Learning from mistakes

Khmelinskaia’s vending-machine vision notwithstanding, even the best prediction algorithms are some way from creating an accurate protein in one take. “It used to be that 99.99% of the time, it doesn’t work,” AlQuraishi says. “Now it’s more like it only fails 99% of the time.”

That’s partly a problem of logistics, Steinegger says. Computational researchers can run their algorithms over and over until they find something that looks like it will work, and algorithm-design teams such as his own “have new innovations about every three or four months”. Verifying the designed proteins in a biological system, Steinegger estimates, might take two years, by which point the software has already moved on.

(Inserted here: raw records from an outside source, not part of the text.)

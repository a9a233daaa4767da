//! Layout measurement contracts: screen rectangles, viewport size, and element-rect lookup.

use std::{cell::RefCell, collections::HashMap, rc::Rc};

use serde::{Deserialize, Serialize};

/// Axis-aligned rectangle in viewport (client) pixel coordinates.
#[derive(Debug, Clone, Copy, PartialEq, Eq, Hash, Default, Serialize, Deserialize)]
pub struct ScreenRect {
    /// Left edge.
    pub x: i32,
    /// Top edge.
    pub y: i32,
    /// Width in pixels.
    pub w: i32,
    /// Height in pixels.
    pub h: i32,
}

impl ScreenRect {
    /// Builds a rectangle from its top-left corner and size.
    pub const fn new(x: i32, y: i32, w: i32, h: i32) -> Self {
        Self { x, y, w, h }
    }

    /// Right edge (`x + w`).
    pub const fn right(self) -> i32 {
        self.x + self.w
    }

    /// Bottom edge (`y + h`).
    pub const fn bottom(self) -> i32 {
        self.y + self.h
    }

    /// Returns the rectangle translated by `(dx, dy)`.
    pub const fn offset(self, dx: i32, dy: i32) -> Self {
        Self {
            x: self.x + dx,
            y: self.y + dy,
            ..self
        }
    }

    /// Returns whether the two rectangles overlap; touching edges count as overlapping.
    pub const fn intersects(self, other: Self) -> bool {
        !(self.right() < other.x
            || self.x > other.right()
            || self.bottom() < other.y
            || self.y > other.bottom())
    }
}

fn round_half_up(value: f64) -> i32 {
    (value + 0.5).floor() as i32
}

/// Fractional bounding box as reported by the layout engine.
#[derive(Debug, Clone, Copy, PartialEq, Default, Serialize, Deserialize)]
pub struct ElementBounds {
    /// Left edge.
    pub left: f64,
    /// Top edge.
    pub top: f64,
    /// Width in pixels.
    pub width: f64,
    /// Height in pixels.
    pub height: f64,
}

impl ElementBounds {
    /// Builds bounds from the top-left corner and size.
    pub const fn new(left: f64, top: f64, width: f64, height: f64) -> Self {
        Self {
            left,
            top,
            width,
            height,
        }
    }

    /// Horizontal center.
    pub fn center_x(self) -> f64 {
        self.left + self.width / 2.0
    }

    /// Whole-pixel rectangle with every component rounded half up.
    pub fn to_screen_rect(self) -> ScreenRect {
        ScreenRect::new(
            round_half_up(self.left),
            round_half_up(self.top),
            round_half_up(self.width),
            round_half_up(self.height),
        )
    }
}

impl From<ScreenRect> for ElementBounds {
    fn from(rect: ScreenRect) -> Self {
        Self::new(
            f64::from(rect.x),
            f64::from(rect.y),
            f64::from(rect.w),
            f64::from(rect.h),
        )
    }
}

/// Visible viewport size in pixels.
#[derive(Debug, Clone, Copy, PartialEq, Eq, Serialize, Deserialize)]
pub struct ViewportSize {
    /// Viewport width.
    pub width: i32,
    /// Viewport height.
    pub height: i32,
}

impl Default for ViewportSize {
    fn default() -> Self {
        Self {
            width: 1024,
            height: 768,
        }
    }
}

/// Host capability that measures rendered elements on demand.
///
/// Rectangles are never cached by callers because they depend on the live layout.
pub trait ElementRectProvider {
    /// Returns the unrounded bounding box of the element registered under `element_id`.
    fn element_bounds(&self, element_id: &str) -> Option<ElementBounds>;

    /// Returns the element's bounding box rounded to whole pixels.
    fn element_rect(&self, element_id: &str) -> Option<ScreenRect> {
        self.element_bounds(element_id)
            .map(ElementBounds::to_screen_rect)
    }

    /// Returns the current viewport size.
    fn viewport_size(&self) -> ViewportSize;
}

#[derive(Debug, Clone, Copy, Default)]
/// Layout provider for hosts without a rendering surface.
pub struct NoopElementRectProvider;

impl ElementRectProvider for NoopElementRectProvider {
    fn element_bounds(&self, _element_id: &str) -> Option<ElementBounds> {
        None
    }

    fn viewport_size(&self) -> ViewportSize {
        ViewportSize::default()
    }
}

#[derive(Debug, Clone, Default)]
/// In-memory layout provider whose rectangles are set explicitly.
pub struct MemoryElementRectProvider {
    bounds: Rc<RefCell<HashMap<String, ElementBounds>>>,
    viewport: Rc<RefCell<ViewportSize>>,
}

impl MemoryElementRectProvider {
    /// Registers (or replaces) the rectangle for `element_id`.
    pub fn set_rect(&self, element_id: impl Into<String>, rect: ScreenRect) {
        self.set_bounds(element_id, rect.into());
    }

    /// Registers (or replaces) fractional bounds for `element_id`.
    pub fn set_bounds(&self, element_id: impl Into<String>, bounds: ElementBounds) {
        self.bounds.borrow_mut().insert(element_id.into(), bounds);
    }

    /// Removes the rectangle for `element_id`, as if the element had unmounted.
    pub fn remove_rect(&self, element_id: &str) {
        self.bounds.borrow_mut().remove(element_id);
    }

    /// Replaces the reported viewport size.
    pub fn set_viewport(&self, viewport: ViewportSize) {
        *self.viewport.borrow_mut() = viewport;
    }
}

impl ElementRectProvider for MemoryElementRectProvider {
    fn element_bounds(&self, element_id: &str) -> Option<ElementBounds> {
        self.bounds.borrow().get(element_id).copied()
    }

    fn viewport_size(&self) -> ViewportSize {
        *self.viewport.borrow()
    }
}
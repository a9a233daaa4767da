use std::rc::Rc;

use platform_host::{
    AssetResolver, AudioService, DocumentService, ElementRectProvider, HostServices, HostStrategy,
    NoopAudioService, NoopDocumentService, NoopElementRectProvider,
};

use crate::{WebAudioService, WebDocumentService, WebElementRectProvider};

/// Returns the host strategy for the active build target.
pub const fn selected_host_strategy() -> HostStrategy {
    #[cfg(target_arch = "wasm32")]
    {
        HostStrategy::Browser
    }

    #[cfg(not(target_arch = "wasm32"))]
    {
        HostStrategy::Headless
    }
}

/// Returns the selected host strategy as a stable string token.
pub fn host_strategy_name() -> &'static str {
    selected_host_strategy().as_str()
}

/// Adapter enum that erases the concrete audio backend behind [`AudioService`].
#[derive(Debug, Clone, Copy)]
pub enum AudioServiceAdapter {
    /// `HTMLAudioElement` playback.
    Browser(WebAudioService),
    /// Silent fallback for non-browser builds.
    Headless(NoopAudioService),
}

impl AudioService for AudioServiceAdapter {
    fn play(&self, request: &platform_host::SoundRequest) -> Result<(), String> {
        match self {
            Self::Browser(service) => service.play(request),
            Self::Headless(service) => service.play(request),
        }
    }

    fn unlock(&self, url: &str) -> Result<(), String> {
        match self {
            Self::Browser(service) => service.unlock(url),
            Self::Headless(service) => service.unlock(url),
        }
    }
}

/// Adapter enum that erases the concrete layout backend behind [`ElementRectProvider`].
#[derive(Debug, Clone, Copy)]
pub enum ElementRectProviderAdapter {
    /// DOM measurement.
    Browser(WebElementRectProvider),
    /// Fixed default viewport with no mounted elements.
    Headless(NoopElementRectProvider),
}

impl ElementRectProvider for ElementRectProviderAdapter {
    fn element_bounds(&self, element_id: &str) -> Option<platform_host::ElementBounds> {
        match self {
            Self::Browser(provider) => provider.element_bounds(element_id),
            Self::Headless(provider) => provider.element_bounds(element_id),
        }
    }

    fn viewport_size(&self) -> platform_host::ViewportSize {
        match self {
            Self::Browser(provider) => provider.viewport_size(),
            Self::Headless(provider) => provider.viewport_size(),
        }
    }
}

/// Adapter enum that erases the concrete document backend behind [`DocumentService`].
#[derive(Debug, Clone, Copy)]
pub enum DocumentServiceAdapter {
    /// `document.title` writes.
    Browser(WebDocumentService),
    /// Discards titles.
    Headless(NoopDocumentService),
}

impl DocumentService for DocumentServiceAdapter {
    fn set_title(&self, title: &str) {
        match self {
            Self::Browser(service) => service.set_title(title),
            Self::Headless(service) => service.set_title(title),
        }
    }
}

/// Builds the audio adapter for the selected host strategy.
pub fn audio_service() -> AudioServiceAdapter {
    match selected_host_strategy() {
        HostStrategy::Browser => AudioServiceAdapter::Browser(WebAudioService),
        HostStrategy::Headless => AudioServiceAdapter::Headless(NoopAudioService),
    }
}

/// Builds the layout adapter for the selected host strategy.
pub fn element_rect_provider() -> ElementRectProviderAdapter {
    match selected_host_strategy() {
        HostStrategy::Browser => ElementRectProviderAdapter::Browser(WebElementRectProvider),
        HostStrategy::Headless => ElementRectProviderAdapter::Headless(NoopElementRectProvider),
    }
}

/// Builds the document adapter for the selected host strategy.
pub fn document_service() -> DocumentServiceAdapter {
    match selected_host_strategy() {
        HostStrategy::Browser => DocumentServiceAdapter::Browser(WebDocumentService),
        HostStrategy::Headless => DocumentServiceAdapter::Headless(NoopDocumentService),
    }
}

/// Assembles the host bundle injected into the desktop runtime.
pub fn build_host_services(asset_base_path: &str) -> HostServices {
    HostServices {
        audio: Rc::new(audio_service()),
        layout: Rc::new(element_rect_provider()),
        document: Rc::new(document_service()),
        assets: AssetResolver::new(asset_base_path),
        host_strategy: selected_host_strategy(),
    }
}
//! Database schema migrations.
//!
//! Every migration has a version, a name and an `up` function. Pending
//! migrations run in version order inside one transaction, and each applied
//! version is recorded in the `migrations` table.
//!
//! ```rust
//! use lenslog::db::migrations::{get_db_version, MigrationManager};
//! use rusqlite::Connection;
//!
//! let mut conn = Connection::open_in_memory().unwrap();
//! MigrationManager::new().run_migrations(&mut conn).unwrap();
//! assert!(get_db_version(&conn).unwrap() >= 1);
//! ```

use crate::libs::messages::Message;
use crate::{msg_debug, msg_error};
use anyhow::Result;
use rusqlite::{params, Connection, Transaction};

const MIGRATIONS_TABLE: &str = "
CREATE TABLE IF NOT EXISTS migrations (
    id INTEGER PRIMARY KEY,
    version INTEGER NOT NULL UNIQUE,
    name TEXT NOT NULL,
    applied_at TIMESTAMP DEFAULT CURRENT_TIMESTAMP
)";

#[derive(Debug, Clone)]
struct Migration {
    version: u32,
    name: &'static str,
    up: fn(&Transaction) -> Result<()>,
}

pub struct MigrationManager {
    /// Registered in ascending version order.
    migrations: Vec<Migration>,
}

impl MigrationManager {
    pub fn new() -> Self {
        let mut manager = Self { migrations: Vec::new() };
        manager.register_migrations();
        manager
    }

    fn register_migrations(&mut self) {
        // Version 1: key-value table backing the persistence adapter
        self.add_migration(1, "create_kv_store", |tx| {
            tx.execute(
                "CREATE TABLE IF NOT EXISTS kv (
                    key TEXT NOT NULL PRIMARY KEY,
                    value TEXT NOT NULL,
                    updated_at TIMESTAMP DEFAULT CURRENT_TIMESTAMP
                )",
                [],
            )?;
            Ok(())
        });
    }

    fn add_migration(&mut self, version: u32, name: &'static str, up: fn(&Transaction) -> Result<()>) {
        self.migrations.push(Migration { version, name, up });
    }

    /// Applies every migration newer than the current schema version.
    pub fn run_migrations(&self, conn: &mut Connection) -> Result<()> {
        conn.execute(MIGRATIONS_TABLE, [])?;

        let current_version = self.get_current_version(conn)?;
        let pending: Vec<&Migration> = self.migrations.iter().filter(|m| m.version > current_version).collect();

        if pending.is_empty() {
            msg_debug!(Message::DatabaseUpToDate);
            return Ok(());
        }

        msg_debug!(Message::MigrationsFound(pending.len()));

        let tx = conn.transaction()?;
        for migration in pending {
            msg_debug!(Message::RunningMigration(migration.version, migration.name.to_string()));

            match (migration.up)(&tx) {
                Ok(()) => {
                    tx.execute(
                        "INSERT INTO migrations (version, name) VALUES (?1, ?2)",
                        params![migration.version, migration.name],
                    )?;
                }
                Err(e) => {
                    msg_error!(Message::MigrationFailed(migration.version, e.to_string()));
                    return Err(e);
                }
            }
        }
        tx.commit()?;

        msg_debug!(Message::AllMigrationsCompleted);
        Ok(())
    }

    fn get_current_version(&self, conn: &Connection) -> Result<u32> {
        let version: Option<u32> = conn.query_row("SELECT MAX(version) FROM migrations", [], |row| row.get(0))?;
        Ok(version.unwrap_or(0))
    }
}

impl Default for MigrationManager {
    fn default() -> Self {
        Self::new()
    }
}

/// Current schema version of `conn`, or 0 before any migration ran.
pub fn get_db_version(conn: &Connection) -> Result<u32> {
    conn.execute(MIGRATIONS_TABLE, [])?;
    MigrationManager::new().get_current_version(conn)
}
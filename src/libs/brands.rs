//! Lens brand catalog.
//!
//! The catalog is a one-column CSV file, one brand per line, no header.
//! Surrounding whitespace is trimmed, blank lines and duplicates are skipped.

use anyhow::Result;
use std::io::Read;
use std::path::Path;

pub fn load_brands<P: AsRef<Path>>(path: P) -> Result<Vec<String>> {
    let file = std::fs::File::open(path)?;
    read_brands(file)
}

pub fn read_brands<R: Read>(reader: R) -> Result<Vec<String>> {
    let mut csv_reader = csv::ReaderBuilder::new().has_headers(false).flexible(true).from_reader(reader);

    let mut brands: Vec<String> = Vec::new();
    for record in csv_reader.records() {
        let record = record?;
        let Some(brand) = record.get(0).map(str::trim) else {
            continue;
        };
        if !brand.is_empty() && !brands.iter().any(|known| known == brand) {
            brands.push(brand.to_string());
        }
    }
    Ok(brands)
}
//! Command-line interface.
//!
//! [`Cli`] is the clap parser and [`Cli::menu`] dispatches to one module per
//! subcommand. Each module exposes an `Args` struct (or a subcommand enum)
//! and an async `cmd` entry point.
//!
//! Commands build their trackers through the helpers at the bottom of this
//! file, which read the configuration once and open the SQLite store:
//!
//! - wear session commands (`on`, `off`, `wear`) use the `wear` namespace
//!   with the configured wear budget and no reminders
//! - pair commands (`pair`, `reminders`) use the `pair` namespace, with
//!   reminders persisted next to the tracker state
//! - `history` and `watch` pick either one with `--pairs`

pub mod history;
pub mod init;
pub mod pair;
pub mod prescription;
pub mod reminders;
pub mod watch;
pub mod wear;

use crate::db::kv::SqliteStore;
use crate::libs::config::Config;
use crate::libs::reminder::{NoReminders, StoredReminders};
use crate::libs::tracker::{TrackerRole, WearCycleTracker};
use anyhow::Result;
use clap::{Parser, Subcommand};

/// Tracker backed by the default database that schedules no reminders.
pub type WearTracker = WearCycleTracker<SqliteStore>;

/// Pair tracker whose replacement reminders are kept in the default database.
pub type PairTracker = WearCycleTracker<SqliteStore, StoredReminders<SqliteStore>>;

#[derive(Debug, Subcommand)]
enum Commands {
    #[command(about = "Configuration initialization")]
    Init(init::InitArgs),
    #[command(about = "Put lenses in and start the wear timer")]
    On(wear::AtArgs),
    #[command(about = "Take lenses out and stop the wear timer")]
    Off(wear::AtArgs),
    #[command(about = "Show the current wear session")]
    Wear,
    #[command(about = "Manage the current pair and pair inventory")]
    Pair(pair::PairArgs),
    #[command(about = "Show or export completed cycles")]
    History(history::HistoryArgs),
    #[command(about = "Show or edit the lens prescription")]
    Prescription(prescription::PrescriptionArgs),
    #[command(about = "List scheduled replacement reminders")]
    Reminders(reminders::RemindersArgs),
    #[command(about = "Show a live countdown until Ctrl+C")]
    Watch(watch::WatchArgs),
}

#[derive(Debug, Parser)]
#[command(author, version, about, long_about = None)]
#[command(arg_required_else_help(true))]
pub struct Cli {
    #[command(subcommand)]
    command: Commands,
}

impl Cli {
    pub async fn menu() -> Result<()> {
        let cli = Self::parse();
        match cli.command {
            Commands::Init(args) => init::cmd(args),
            Commands::On(args) => wear::on(args).await,
            Commands::Off(args) => wear::off(args).await,
            Commands::Wear => wear::status().await,
            Commands::Pair(args) => pair::cmd(args).await,
            Commands::History(args) => history::cmd(args).await,
            Commands::Prescription(args) => prescription::cmd(args).await,
            Commands::Reminders(args) => reminders::cmd(args).await,
            Commands::Watch(args) => watch::cmd(args).await,
        }
    }
}

pub fn wear_tracker(config: &Config) -> Result<WearTracker> {
    Ok(WearCycleTracker::from_config(SqliteStore::new()?, NoReminders, wear_role(config), config))
}

pub fn pair_tracker(config: &Config) -> Result<PairTracker> {
    let reminders = StoredReminders::new(SqliteStore::new()?);
    Ok(WearCycleTracker::from_config(SqliteStore::new()?, reminders, TrackerRole::PairLifetime, config))
}

/// Read-only view of either tracker; reminders are never scheduled through it.
pub fn tracker_for(pairs: bool, config: &Config) -> Result<WearTracker> {
    let role = if pairs { TrackerRole::PairLifetime } else { wear_role(config) };
    Ok(WearCycleTracker::from_config(SqliteStore::new()?, NoReminders, role, config))
}

fn wear_role(config: &Config) -> TrackerRole {
    TrackerRole::wear_session(config.wear().max_wear_hours)
}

This mismatch means that algorithms rarely get the chance to learn from their mistakes. Researchers tend not to publish negative results, even if those failures yielded potentially useful information such as a protein’s cellular toxicity or stability under certain conditions. Barring radical changes in scientific funding models to incentivize such disclosures, researchers must get creative. “It’s extremely challenging to build a team that actually can cover all these facets at once,” Khmelinskaia explains, referring to the bench and computational sides of protein-design research. So, collaboration is a must.

“We’re kind of at this stage where the computer resources and the data are both ready, and that’s why it’s become such a popular field,” Yang says. “The more people work together, the faster they progress.”